• _Task_: Output the entries below exactly, from the first line to the line holding "if p >= 0.30", both included.

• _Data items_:
· · · ·

//! The Evidence Aggregator (§4.3): fuses a detection ledger into a
//! calibrated probability, confidence, risk band, and primary bot identity.

use crate::blackboard::Blackboard;
use crate::detector::{Category, Contribution, Verdict};
use crate::ledger::DetectionLedger;
use crate::orchestrator::EarlyExitVerdict;
use serde::{Deserialize, Serialize};
use serde_json::Value;
use std::collections::HashMap;

/// Blackboard keys considered salient enough to export into
/// `AggregatedEvidence::signals` (§3 Data Model), matching the examples in
/// `Blackboard`'s own doc comment.
pub const IMPORTANT_SIGNAL_KEYS: &[&str] = &["ua.is_bot", "ip.provider", "waveform.burst_detected"];

/// Discrete bucketisation of `botProbability`, used for policy and display.
#[derive(Debug, Clone, Copy, PartialEq, Eq, Serialize, Deserialize)]
pub enum RiskBand {
    VeryLow,
    Low,
    Elevated,
    Medium,
    High,
    VeryHigh,
    Unknown,
}

impl RiskBand {
    /// Boundaries round up: a probability exactly on a threshold takes the
    /// higher band (§8 boundary behaviours: `0.70 -> High`).
    pub fn from_probability(p: f64) -> Self {
        if p >= 0.85 {
            Self::VeryHigh
        } else if p >= 0.70 {
            Self::High
        } else if p >= 0.50 {
            Self::Medium
        } else if p >= 0.30 {
            Self::Elevated
        } else if p >= 0.15 {
            Self::Low
        } else {
            Self::VeryLow
        }
    }

    /// Ordering for `RiskBandAtLeast` evidence-pattern transitions.
    fn rank(&self) -> u8 {
        match self {
            Self::Unknown => 0,
            Self::VeryLow => 1,
            Self::Low => 2,
            Self::Elevated => 3,
            Self::Medium => 4,
            Self::High => 5,
            Self::VeryHigh => 6,
        }
    }
}

/// A predicate over `AggregatedEvidence`, evaluated in declared order by a
/// detection policy's transitions to pick a `triggeredActionPolicyName`
/// (§4.3 step 8).
#[derive(Debug, Clone, Serialize, Deserialize)]
pub enum EvidencePattern {
    PrimaryBotType(String),
    RiskBandAtLeast(RiskBand),
    EarlyExitVerdictIs(EarlyExitVerdict),
}

impl EvidencePattern {
    fn matches(&self, probability: f64, risk_band: RiskBand, primary_bot_type: &Option<String>, verdict: &Option<EarlyExitVerdict>) -> bool {
        let _ = probability;
        match self {
            Self::PrimaryBotType(expected) => primary_bot_type.as_deref() == Some(expected.as_str()),
            Self::RiskBandAtLeast(threshold) => risk_band.rank() >= threshold.rank(),
            Self::EarlyExitVerdictIs(expected) => verdict.as_ref() == Some(expected),
        }
    }
}

/// Per-category rollup of contributions (§4.3 step 7).
#[derive(Debug, Clone, Serialize, Deserialize)]
pub struct CategoryScore {
    pub score: f64,
    pub contributors: Vec<String>,
}

/// Per-detector and per-category weight overrides a detection policy may
/// apply before aggregation (§4.3 step 1). Absent entries default to 1.0.
#[derive(Debug, Clone, Default)]
pub struct WeightOverrides {
    pub global: HashMap<String, f64>,
    pub category: HashMap<String, f64>,
    pub excluded_detectors: std::collections::HashSet<String>,
}

impl WeightOverrides {
    fn global_weight(&self, detector_name: &str) -> f64 {
        self.global.get(detector_name).copied().unwrap_or(1.0)
    }

    fn category_weight(&self, category: &Category) -> f64 {
        self.category.get(&category.to_string()).copied().unwrap_or(1.0)
    }

    fn is_excluded(&self, detector_name: &str) -> bool {
        self.excluded_detectors.contains(detector_name)
    }
}

/// Calibration constant for confidence: the sum of weights a "typical
/// complete" detector run is expected to contribute (§4.3 step 4).
pub const DEFAULT_CONFIDENCE_CALIBRATION: f64 = 4.0;

/// `k` in `p = 0.5 + 0.5 * tanh(k * S)`, chosen so a single maximal-delta,
/// unit-weight contribution (`S = 1.0`) saturates at `p = 0.9`
/// (`atanh(0.8)`, §4.3 step 2).
const SQUASH_K: f64 = 1.098_612_3;

/// Immutable per-request summary derived from a `DetectionLedger` (§3
/// "AggregatedEvidence").
#[derive(Debug, Clone, Serialize, Deserialize)]
pub struct AggregatedEvidence {
    pub bot_probability: f64,
    pub confidence: f64,
    pub risk_band: RiskBand,
    pub primary_bot_type: Option<String>,
    pub primary_bot_name: Option<String>,
    pub category_breakdown: HashMap<String, CategoryScore>,
    pub contributing_detectors: Vec<String>,
    pub early_exit: bool,
    pub early_exit_verdict: Option<EarlyExitVerdict>,
    pub total_processing_time_ms: u64,
    pub ai_ran: bool,
    pub policy_name: String,
    pub triggered_action_policy_name: Option<String>,
    /// The ledger this evidence was derived from, carried through so the
    /// response-feedback step can append its synthetic contribution.
    pub ledger: DetectionLedger,
    /// "Important" blackboard signals captured at aggregation time (§3
    /// Data Model), populated via `Blackboard::snapshot_filtered`.
    pub signals: HashMap<String, Value>,
    /// Set after action resolution (§4.4), which runs strictly after
    /// aggregation; `None` until `Engine::process` fills it in.
    pub policy_action: Option<String>,
}

/// Fuse a ledger (plus the orchestrator's early-exit metadata, the
/// request's blackboard, and any policy weight overrides) into
/// `AggregatedEvidence`. `transitions` are the owning detection policy's
/// evidence-pattern -> action-policy-name table, evaluated in order (§4.3
/// step 8).
#[allow(clippy::too_many_arguments)]
pub fn aggregate(
    ledger: &DetectionLedger,
    blackboard: &Blackboard,
    early_exit: bool,
    early_exit_verdict: Option<EarlyExitVerdict>,
    total_processing_time_ms: u64,
    overrides: &WeightOverrides,
    confidence_calibration: f64,
    policy_name: &str,
    transitions: &[(EvidencePattern, String)],
) -> AggregatedEvidence {
    let included: Vec<(&Contribution, f64)> = ledger
        .entries()
        .iter()
        .filter(|c| !overrides.is_excluded(&c.detector_name))
        .map(|c| {
            let eff_weight = c.weight * overrides.global_weight(&c.detector_name) * overrides.category_weight(&c.category);
            (c, eff_weight)
        })
        .collect();

    let total_weight: f64 = included.iter().map(|(_, w)| w).sum();
    let weighted_sum: f64 = included.iter().map(|(c, w)| w * c.confidence_delta).sum();
    let s = if total_weight > 0.0 { weighted_sum / total_weight } else { 0.0 };
    let mut probability = 0.5 + 0.5 * (SQUASH_K * s).tanh();

    let verified_good = included.iter().any(|(c, _)| c.verdict == Some(Verdict::VerifiedGoodBot));
    let verified_bad = included.iter().any(|(c, _)| c.verdict == Some(Verdict::VerifiedBadBot));

    let mut verdict = early_exit_verdict;
    if verified_good {
        probability = 0.0;
        verdict = Some(EarlyExitVerdict::VerifiedGoodBot);
    } else if verified_bad {
        probability = 1.0;
        verdict = Some(EarlyExitVerdict::VerifiedBadBot);
    }

    let risk_band = if verified_good {
        RiskBand::VeryLow
    } else if verified_bad {
        RiskBand::VeryHigh
    } else {
        RiskBand::from_probability(probability)
    };

    let confidence = if confidence_calibration > 0.0 {
        (total_weight / confidence_calibration).min(1.0)
    } else {
        0.0
    };

    let primary = included
        .iter()
        .filter(|(_, w)| *w > 0.0)
        .max_by(|(a, aw), (b, bw)| (aw * a.confidence_delta).total_cmp(&(bw * b.confidence_delta)));
    let (primary_bot_type, primary_bot_name) = primary
        .filter(|(c, w)| w * c.confidence_delta > 0.0)
        .map(|(c, _)| (c.bot_type.clone(), c.bot_name.clone()))
        .unwrap_or((None, None));

    let mut category_breakdown: HashMap<String, CategoryScore> = HashMap::new();
    for (c, w) in &included {
        let entry = category_breakdown.entry(c.category.to_string()).or_insert_with(|| CategoryScore {
            score: 0.0,
            contributors: Vec::new(),
        });
        entry.score += w * c.confidence_delta;
        entry.contributors.push(c.detector_name.clone());
    }

    let contributing_detectors: Vec<String> = included
        .iter()
        .filter(|(_, w)| *w > 0.0)
        .map(|(c, _)| c.detector_name.clone())
        .collect();

    let ai_ran = included.iter().any(|(c, _)| matches!(c.category, Category::Ai));

    let clamped_probability = probability.clamp(0.0, 1.0);
    let triggered_action_policy_name = transitions
        .iter()
        .find(|(pattern, _)| pattern.matches(clamped_probability, risk_band, &primary_bot_type, &verdict))
        .map(|(_, action_policy_name)| action_policy_name.clone());

    let signals: HashMap<String, Value> = blackboard
        .snapshot_filtered(IMPORTANT_SIGNAL_KEYS.iter().copied())
        .into_iter()
        .collect();

    AggregatedEvidence {
        bot_probability: clamped_probability,
        confidence: confidence.clamp(0.0, 1.0),
        risk_band,
        primary_bot_type,
        primary_bot_name,
        category_breakdown,
        contributing_detectors,
        early_exit,
        early_exit_verdict: verdict,
        total_processing_time_ms,
        ai_ran,
        policy_name: policy_name.to_string(),
        triggered_action_policy_name,
        ledger: ledger.clone(),
        signals,
        policy_action: None,
    }
}

#[cfg(test)]
mod tests {
    use super::*;
    use uuid::Uuid;

    fn ledger_with(contributions: Vec<Contribution>) -> DetectionLedger {
        let mut ledger = DetectionLedger::new(Uuid::new_v4());
        for c in contributions {
            ledger.push(c);
        }
        ledger
    }

    #[test]
    fn known_good_ua_yields_low_risk() {
        let ledger = ledger_with(vec![Contribution::new("ua", Category::UserAgent, -0.4, 1.0, "known browser")]);
        let evidence = aggregate(&ledger, &Blackboard::new(), false, None, 5, &WeightOverrides::default(), DEFAULT_CONFIDENCE_CALIBRATION, "default", &[]);
        assert!(evidence.bot_probability < 0.35, "p={}", evidence.bot_probability);
        assert_eq!(evidence.risk_band, RiskBand::Low);
    }

    #[test]
    fn verified_bad_bot_forces_probability_one() {
        let ledger = ledger_with(vec![
            Contribution::new("ua", Category::UserAgent, 0.9, 1.5, "sqlmap").with_verdict(Verdict::VerifiedBadBot),
        ]);
        let evidence = aggregate(&ledger, &Blackboard::new(), true, Some(EarlyExitVerdict::VerifiedBadBot), 3, &WeightOverrides::default(), DEFAULT_CONFIDENCE_CALIBRATION, "default", &[]);
        assert_eq!(evidence.bot_probability, 1.0);
        assert_eq!(evidence.risk_band, RiskBand::VeryHigh);
    }

    #[test]
    fn verified_good_bot_forces_probability_zero_even_with_other_bad_evidence() {
        let ledger = ledger_with(vec![
            Contribution::new("ua", Category::UserAgent, 0.9, 1.0, "suspicious").with_verdict(Verdict::VerifiedGoodBot),
            Contribution::new("ip", Category::IpReputation, 0.8, 1.0, "flagged range"),
        ]);
        let evidence = aggregate(&ledger, &Blackboard::new(), true, Some(EarlyExitVerdict::VerifiedGoodBot), 3, &WeightOverrides::default(), DEFAULT_CONFIDENCE_CALIBRATION, "default", &[]);
        assert_eq!(evidence.bot_probability, 0.0);
        assert_eq!(evidence.risk_band, RiskBand::VeryLow);
    }

    #[test]
    fn risk_band_boundaries_round_up() {
        assert_eq!(RiskBand::from_probability(0.70), RiskBand::High);
        assert_eq!(RiskBand::from_probability(0.6999), RiskBand::Medium);
        assert_eq!(RiskBand::from_probability(0.85), RiskBand::VeryHigh);
    }

    #[test]
    fn excluded_detector_is_discarded_before_weighting() {
        let ledger = ledger_with(vec![
            Contribution::new("noisy", Category::Header, 0.9, 1.0, "noisy"),
            Contribution::new("ua", Category::UserAgent, -0.2, 1.0, "ok"),
        ]);
        let mut overrides = WeightOverrides::default();
        overrides.excluded_detectors.insert("noisy".to_string());
        let evidence = aggregate(&ledger, &Blackboard::new(), false, None, 1, &overrides, DEFAULT_CONFIDENCE_CALIBRATION, "default", &[]);
        assert_eq!(evidence.contributing_detectors, vec!["ua".to_string()]);
    }

    #[test]
    fn primary_bot_identity_picks_largest_positive_signed_weight() {
        let ledger = ledger_with(vec![
            Contribution::new("weak", Category::UserAgent, 0.2, 1.0, "weak signal").with_identity("tool", "curl"),
            Contribution::new("strong", Category::Behavioral, 0.9, 1.0, "strong signal").with_identity("scraper", "sqlmap"),
        ]);
        let evidence = aggregate(&ledger, &Blackboard::new(), false, None, 1, &WeightOverrides::default(), DEFAULT_CONFIDENCE_CALIBRATION, "default", &[]);
        assert_eq!(evidence.primary_bot_name.as_deref(), Some("sqlmap"));
    }

    #[test]
    fn confidence_is_capped_at_one() {
        let ledger = ledger_with(vec![
            Contribution::new("a", Category::UserAgent, 0.1, 10.0, "r"),
            Contribution::new("b", Category::Header, 0.1, 10.0, "r"),
        ]);
        let evidence = aggregate(&ledger, &Blackboard::new(), false, None, 1, &WeightOverrides::default(), DEFAULT_CONFIDENCE_CALIBRATION, "default", &[]);
        assert_eq!(evidence.confidence, 1.0);
    }

    #[test]
    fn category_breakdown_groups_by_category_not_normalised() {
        let ledger = ledger_with(vec![
            Contribution::new("a", Category::UserAgent, 0.5, 1.0, "r"),
            Contribution::new("b", Category::UserAgent, 0.3, 1.0, "r"),
        ]);
        let evidence = aggregate(&ledger, &Blackboard::new(), false, None, 1, &WeightOverrides::default(), DEFAULT_CONFIDENCE_CALIBRATION, "default", &[]);
        let ua = evidence.category_breakdown.get("UserAgent").unwrap();
        assert!((ua.score - 0.8).abs() < 1e-9);
        assert_eq!(ua.contributors.len(), 2);
    }
}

· · · ·

• _Task answer_:
//! The Evidence Aggregator (§4.3): fuses a detection ledger into a
//! calibrated probability, confidence, risk band, and primary bot identity.

use crate::blackboard::Blackboard;
use crate::detector::{Category, Contribution, Verdict};
use crate::ledger::DetectionLedger;
use crate::orchestrator::EarlyExitVerdict;
use serde::{Deserialize, Serialize};
use serde_json::Value;
use std::collections::HashMap;

/// Blackboard keys considered salient enough to export into
/// `AggregatedEvidence::signals` (§3 Data Model), matching the examples in
/// `Blackboard`'s own doc comment.
pub const IMPORTANT_SIGNAL_KEYS: &[&str] = &["ua.is_bot", "ip.provider", "waveform.burst_detected"];

/// Discrete bucketisation of `botProbability`, used for policy and display.
#[derive(Debug, Clone, Copy, PartialEq, Eq, Serialize, Deserialize)]
pub enum RiskBand {
    VeryLow,
    Low,
    Elevated,
    Medium,
    High,
    VeryHigh,
    Unknown,
}

impl RiskBand {
    /// Boundaries round up: a probability exactly on a threshold takes the
    /// higher band (§8 boundary behaviours: `0.70 -> High`).
    pub fn from_probability(p: f64) -> Self {
        if p >= 0.85 {
            Self::VeryHigh
        } else if p >= 0.70 {
            Self::High
        } else if p >= 0.50 {
            Self::Medium
        } else if p >= 0.30 {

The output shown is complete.